→ **What is being asked**
Each line from the material with the word "rest" in it must be copied.

→ **Supplied material**

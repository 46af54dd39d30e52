use crate::command::{CommandFactory, Context, ExecutableCommand, ExitCode};
use crate::interpreter::Factory;
use crate::repository::CommandKind;
use anyhow::{Context as _, Result, anyhow};
use argh::{EarlyExit, FromArgs};
use std::fs;
use std::io::Write;
use std::path::PathBuf;

/// Names of every builtin, in the order the shell registers them.
pub const BUILTIN_NAMES: [&str; 5] = ["cd", "exit", "type", "pwd", "echo"];

/// Built-in commands known to the shell at compile time.
///
/// Builtins are parsed using the [`argh`] crate (`FromArgs`) and executed directly
/// in-process without spawning a child process.
pub(crate) trait BuiltinCommand: Sized + FromArgs {
    /// Canonical name of the command, e.g. "echo" or "cd".
    fn name() -> &'static str;

    /// Executes the command. An `Err` is reported on stderr and turns into exit code 1.
    fn execute(self, stdout: &mut dyn Write, ctx: &mut Context<'_>) -> Result<ExitCode>;
}

impl<T: BuiltinCommand> ExecutableCommand for T {
    fn execute(
        self: Box<Self>,
        stdout: &mut dyn Write,
        stderr: &mut dyn Write,
        ctx: &mut Context<'_>,
    ) -> Result<ExitCode> {
        match <T as BuiltinCommand>::execute(*self, stdout, ctx) {
            Ok(x) => Ok(x),
            Err(e) => {
                writeln!(stderr, "{e}")?;
                Ok(1)
            }
        }
    }
}

/// Result of `--help` or of arguments argh refused.
struct InvalidArgs {
    output: String,
    is_error: bool,
}

impl ExecutableCommand for InvalidArgs {
    fn execute(
        self: Box<Self>,
        stdout: &mut dyn Write,
        stderr: &mut dyn Write,
        _ctx: &mut Context<'_>,
    ) -> Result<ExitCode> {
        if self.is_error {
            writeln!(stderr, "{}", self.output.trim_end())?;
            Ok(1)
        } else {
            writeln!(stdout, "{}", self.output.trim_end())?;
            Ok(0)
        }
    }
}

impl<T: BuiltinCommand + 'static> CommandFactory for Factory<T> {
    fn try_create(
        &self,
        _ctx: &Context<'_>,
        name: &str,
        args: &[&str],
    ) -> Option<Box<dyn ExecutableCommand>> {
        if name != T::name() {
            return None;
        }
        Some(match T::from_args(&[name], args) {
            Ok(cmd) => Box::new(cmd),
            Err(EarlyExit { output, status }) => Box::new(InvalidArgs {
                output,
                is_error: status.is_err(),
            }),
        })
    }
}

#[derive(FromArgs)]
/// Print the current working directory to standard output.
pub struct Pwd {}

impl BuiltinCommand for Pwd {
    fn name() -> &'static str {
        "pwd"
    }

    fn execute(self, stdout: &mut dyn Write, ctx: &mut Context<'_>) -> Result<ExitCode> {
        writeln!(stdout, "{}", ctx.env.current_dir.display())?;
        Ok(0)
    }
}

#[derive(FromArgs)]
/// Change the current working directory.
pub struct Cd {
    #[argh(positional)]
    /// directory to switch to; absolute, relative to the current directory, or starting with ~ for $HOME.
    pub target: String,
}

impl Cd {
    fn resolve(&self, ctx: &Context<'_>) -> Result<PathBuf> {
        if let Some(rest) = self.target.strip_prefix('~') {
            let home = ctx
                .env
                .get_var("HOME")
                .ok_or_else(|| anyhow!("cd: HOME not set"))?;
            return Ok(PathBuf::from(home).join(rest.trim_start_matches('/')));
        }
        Ok(ctx.env.current_dir.join(&self.target))
    }
}

impl BuiltinCommand for Cd {
    fn name() -> &'static str {
        "cd"
    }

    fn execute(self, _stdout: &mut dyn Write, ctx: &mut Context<'_>) -> Result<ExitCode> {
        let new_dir = self.resolve(ctx)?;

        let metadata = fs::metadata(&new_dir)
            .map_err(|_| anyhow!("cd: {}: No such file or directory", self.target))?;
        if !metadata.is_dir() {
            return Err(anyhow!("cd: {}: Not a directory", self.target));
        }

        let canonical = fs::canonicalize(&new_dir)
            .with_context(|| format!("cd: can't canonicalize {}", new_dir.display()))?;
        ctx.env.current_dir = canonical;
        Ok(0)
    }
}

#[derive(FromArgs)]
/// Exit the shell.
pub struct Exit {
    #[argh(positional)]
    /// exit status of the shell, 0 when omitted.
    pub code: Option<ExitCode>,
}

impl BuiltinCommand for Exit {
    fn name() -> &'static str {
        "exit"
    }

    fn execute(self, _stdout: &mut dyn Write, ctx: &mut Context<'_>) -> Result<ExitCode> {
        let code = self.code.unwrap_or(0);
        ctx.env.should_exit = true;
        ctx.env.exit_code = code;
        Ok(code)
    }
}

#[derive(FromArgs)]
/// Write the arguments to standard output, separated by spaces.
/// By default, a trailing newline is printed.
pub struct Echo {
    #[argh(switch, short = 'n')]
    /// do not output the trailing newline.
    pub no_newline: bool,

    #[argh(positional, greedy)]
    /// values to print as-is, separated by spaces.
    pub args: Vec<String>,
}

impl BuiltinCommand for Echo {
    fn name() -> &'static str {
        "echo"
    }

    fn execute(self, stdout: &mut dyn Write, _ctx: &mut Context<'_>) -> Result<ExitCode> {
        let s = self.args.join(" ");
        if self.no_newline {
            write!(stdout, "{}", s)?;
        } else {
            writeln!(stdout, "{}", s)?;
        }
        Ok(0)
    }
}

#[derive(FromArgs)]
/// Tell how a command name would be interpreted.
pub struct Type {
    #[argh(positional)]
    /// command name to look up.
    pub name: String,
}

impl BuiltinCommand for Type {
    fn name() -> &'static str {
        "type"
    }

    fn execute(self, stdout: &mut dyn Write, ctx: &mut Context<'_>) -> Result<ExitCode> {
        match ctx.commands.lookup(&self.name) {
            Some(CommandKind::Builtin) => writeln!(stdout, "{} is a shell builtin", self.name)?,
            Some(CommandKind::External(path)) => {
                writeln!(stdout, "{} is {}", self.name, path.display())?
            }
            None => return Err(anyhow!("{}: not found", self.name)),
        }
        Ok(0)
    }
}
use std::io;
use std::path::PathBuf;
use thiserror::Error;

/// Failures the shell itself can run into, as opposed to failures of the commands it runs.
#[derive(Debug, Error)]
pub enum ShellError {
    /// The terminal could not be switched to raw mode. The interactive session can't start.
    #[error("cannot enter raw terminal mode: {0}")]
    RawMode(#[source] io::Error),

    /// A redirection target could not be created or opened for writing.
    #[error("{}: {source}", path.display())]
    Redirect {
        path: PathBuf,
        #[source]
        source: io::Error,
    },

    #[error(transparent)]
    Io(#[from] io::Error),
}
use crate::env::Environment;
use crate::repository::CommandRepository;
use anyhow::Result;
use std::io::Write;

/// Conventional process exit code type used by this crate.
///
/// A value of 0 indicates success; any non-zero value indicates failure.
pub type ExitCode = i32;

/// What a command gets to see of the shell while it runs.
///
/// The environment is mutable (`cd`, `exit`), the table of known commands is not.
pub struct Context<'a> {
    pub env: &'a mut Environment,
    pub commands: &'a CommandRepository,
}

/// Object-safe trait for any command that can be executed by the shell.
///
/// Implemented by built-ins via a blanket impl and by external commands.
pub trait ExecutableCommand {
    /// Runs the command, writing its output to the given sinks.
    fn execute(
        self: Box<Self>,
        stdout: &mut dyn Write,
        stderr: &mut dyn Write,
        ctx: &mut Context<'_>,
    ) -> Result<ExitCode>;
}

/// Factory that tries to create a command from a name and its arguments.
///
/// Returns `None` when the factory doesn't recognize the `name`.
pub trait CommandFactory {
    fn try_create(
        &self,
        ctx: &Context<'_>,
        name: &str,
        args: &[&str],
    ) -> Option<Box<dyn ExecutableCommand>>;
}
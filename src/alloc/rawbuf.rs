use std::{ptr::NonNull, slice};

/// A non-owning handle to an allocated region: pointer plus requested length.
/// There is no RAII -- whoever holds the handle is responsible for returning
/// it to the allocator that issued it.
///
/// The handle is `Copy`; copying it does not duplicate the allocation, so
/// the usual manual-allocator discipline applies (one free per allocation,
/// no use after free).
#[derive(Clone, Copy, Debug)]
pub struct RawBuf {
    data: NonNull<u8>,
    len: usize,
}

// SAFETY: `RawBuf` is a bare handle. Which thread frees or reads through it
// is caller discipline, exactly as it would be for the raw pointer itself.
unsafe impl Send for RawBuf {}
unsafe impl Sync for RawBuf {}

impl RawBuf {
    /// The zero-length buffer. Its pointer is dangling, so it has no unique
    /// identity and must never be dereferenced.
    pub const fn empty() -> Self {
        Self {
            data: NonNull::dangling(),
            len: 0,
        }
    }

    /// # Safety
    ///
    /// `data` must point to an allocation of at least `len` bytes, valid for
    /// reads and writes until the buffer is freed.
    pub const unsafe fn new(data: NonNull<u8>, len: usize) -> Self {
        Self { data, len }
    }

    pub const fn len(&self) -> usize {
        self.len
    }

    pub const fn is_empty(&self) -> bool {
        self.len == 0
    }

    pub const fn as_ptr(&self) -> *mut u8 {
        self.data.as_ptr()
    }

    /// The address of the first byte -- the identity under which the checked
    /// allocator registers this buffer.
    pub fn addr(&self) -> usize {
        self.data.as_ptr() as usize
    }

    /// # Safety
    ///
    /// The buffer must still be live, and no other caller may be writing to
    /// it for the duration of the borrow.
    pub unsafe fn as_slice(&self) -> &[u8] {
        slice::from_raw_parts(self.data.as_ptr(), self.len)
    }

    /// # Safety
    ///
    /// The buffer must still be live, and this must be the only access to it
    /// for the duration of the borrow.
    pub unsafe fn as_mut_slice(&mut self) -> &mut [u8] {
        slice::from_raw_parts_mut(self.data.as_ptr(), self.len)
    }
}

→ **Result below**
        if let Some(rest) = self.target.strip_prefix('~') {
            return Ok(PathBuf::from(home).join(rest.trim_start_matches('/')));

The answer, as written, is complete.